鹿児島の喜界島はサンゴの北限に近いので、これを地域おこしの軸にしようとしている。隠岐の島では、高校を地域起こしのコアにしようと、町立の「隠岐の国学習センター」という予備校を作った。地元の高校の進学率が上がり、県外から生徒が留学してくるようになった。町全体が活気を取り戻し、他の産業も活性化し、うまく回っている。地域おこしのモデルとして視察団があちこちからやって来る。
それぞれの土地には多様性があるので、この多様性を見極め、楽しむことがこれからの日本には必要だ。そうすれば、少しくらい厳しくなってもどうにか耐えられるのではないか。重厚長大が駄目になって文化による地域起こしをやろうというキッカケを作ったのが、フランスのナント市だった。共通した課題が世界中に生まれており、文化が一つの強力な手段になり得ることが証明されつつある。都市だけでなく、小さな集落でも文化プログラムによってそれぞれの文化を見直してほしい。それによって、2020年以降の進む方向が見えてくるのではないか。

パネリスト・プレゼン:『2020年に向けた文化プログラムの枠組』
堀口昭仁氏(文化庁長官官房政策課専門職、文化庁で2020年に向けた文化プログラムの企画立案や総合調整を担当。政策研究大学院大学文化政策プログラム修了)

オリンピック憲章には、「複数の文化イベントのプログラムを計画しなければならない」とある。しかし「文化プログラム」の定義はなく、開催国にとっては自由に、何をやっても良いと取れる。これまでの流れを見ると、文化プログラムは2012年ロンドン大会で新時代に突入した。ロンドン大会は、2008年北京大会終了後の4年間で、イギリス全土の1,000か所以上において文化プログラムを開催した。例えばシェイクスピアをイギリス各地で上演する演劇祭、ピカデリーサーカスの広場でサーカスを行うイベント、身体障害のあるアーティストの作品を公開したUNLIMITEDなど。観光客が増加、ロンドンの土地ブランドの上昇などの具体的成果を上げた。
日本も大きな影響を受け、現在、国だけでなく地方も障害者芸術を含む多くのイベントを計画している。2020年東京大会はロンドンを超える文化プログラムを日本全国各地で実施することを目標にしている。メインプログラムである東京2020Nipponフェスティバルでは、青柳先生が総合プロデューサーを務める。いくつかのプログラムは既に昨年からスタートしており、認証件数も増えつつある。組織委員会や国、東京都、地方自治体等多様な主体が文化プログラムに取り組んでいるが、多様な日本文化を海外に発信すると同時に、これを地域創生、活性化、共生社会の実現に繋げていくことが共通のコンセプトと言えるのではないか。今日のために私が勝手に作ったキャッチコピーは:Culture for All Treasure for You

文化庁が取り組んでいる事例をいくつか紹介する:
事例①ニッポンたからものプロジェクト。「日本遺産」に認定された伝統芸能公演を実施するもの。今年の11月には津和野公演を実施し、永明寺で日本遺産のストーリーを背景に若手による伝統芸能公演や津和野踊りを披露した。
事例②国際北陸工藝サミットにおいて、工芸ハッカソン(ハッキングとマラソンを合わせた造語)を開催し、高岡の伝統工芸とテクノロジーやファッション等のコラボレーションを促進した。
事例③文化プログラムポータルサイト「Culture NIPPON」を構築・運営し、全国各地の文化資源の発掘・発信に取り組んでいる。
青柳正規著「文化立国論―日本のソフトパワーの底力」ちくま新書2015年を是非ご一読下さい。

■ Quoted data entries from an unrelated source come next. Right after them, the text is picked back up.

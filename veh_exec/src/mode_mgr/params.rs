//! Parameters structure for ModeMgr

// ---------------------------------------------------------------------------
// IMPORTS
// ---------------------------------------------------------------------------

use serde::Deserialize;

// ---------------------------------------------------------------------------
// DATA STRUCTURES
// ---------------------------------------------------------------------------

/// Parameters for Mode management.
#[derive(Debug, Default, Clone, Deserialize)]
pub struct Params {
    /// Time the input must be idle before autonomous mode is entered.
    ///
    /// Units: seconds
    pub idle_time_before_auto_s: f64,

    /// Threshold above which a control channel counts as input activity.
    pub input_threshold: f64,
}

パネリスト・プレゼン:『ひとりひとりの“MY文化プログラム”』
小池真一氏(47文化プログラム・プロジェクトマネジャー、共同通信社文化部で自治体や企業との文化プログラムの企画等を担当。著書に「小澤征爾音楽ひとりひとりの夕陽」など)

文化プログラムとは何か?自分なりに調べた結論は、「社会的課題を発見して解決し、社会をより良くする表現・文化の取り組み。」文化プログラムの5W1Hを考えると、(いつ)2020年東京オリンピック・パラリンピックに向け(どこで)東京だけでなく日本全国で(何を)文化の企画・イベントを(何故)2020年東京大会を盛り上げるため(どのように)文化力を使い、育て、生み出しながら、であるが、(誰が)が曖昧である。さっきのforYouはとても良いと思う。「私が」やるのだと思って貰いたい。そういう流れに結び付けたいと願って、中高生に地元の文化イベントを取材させる取り組みを行っている。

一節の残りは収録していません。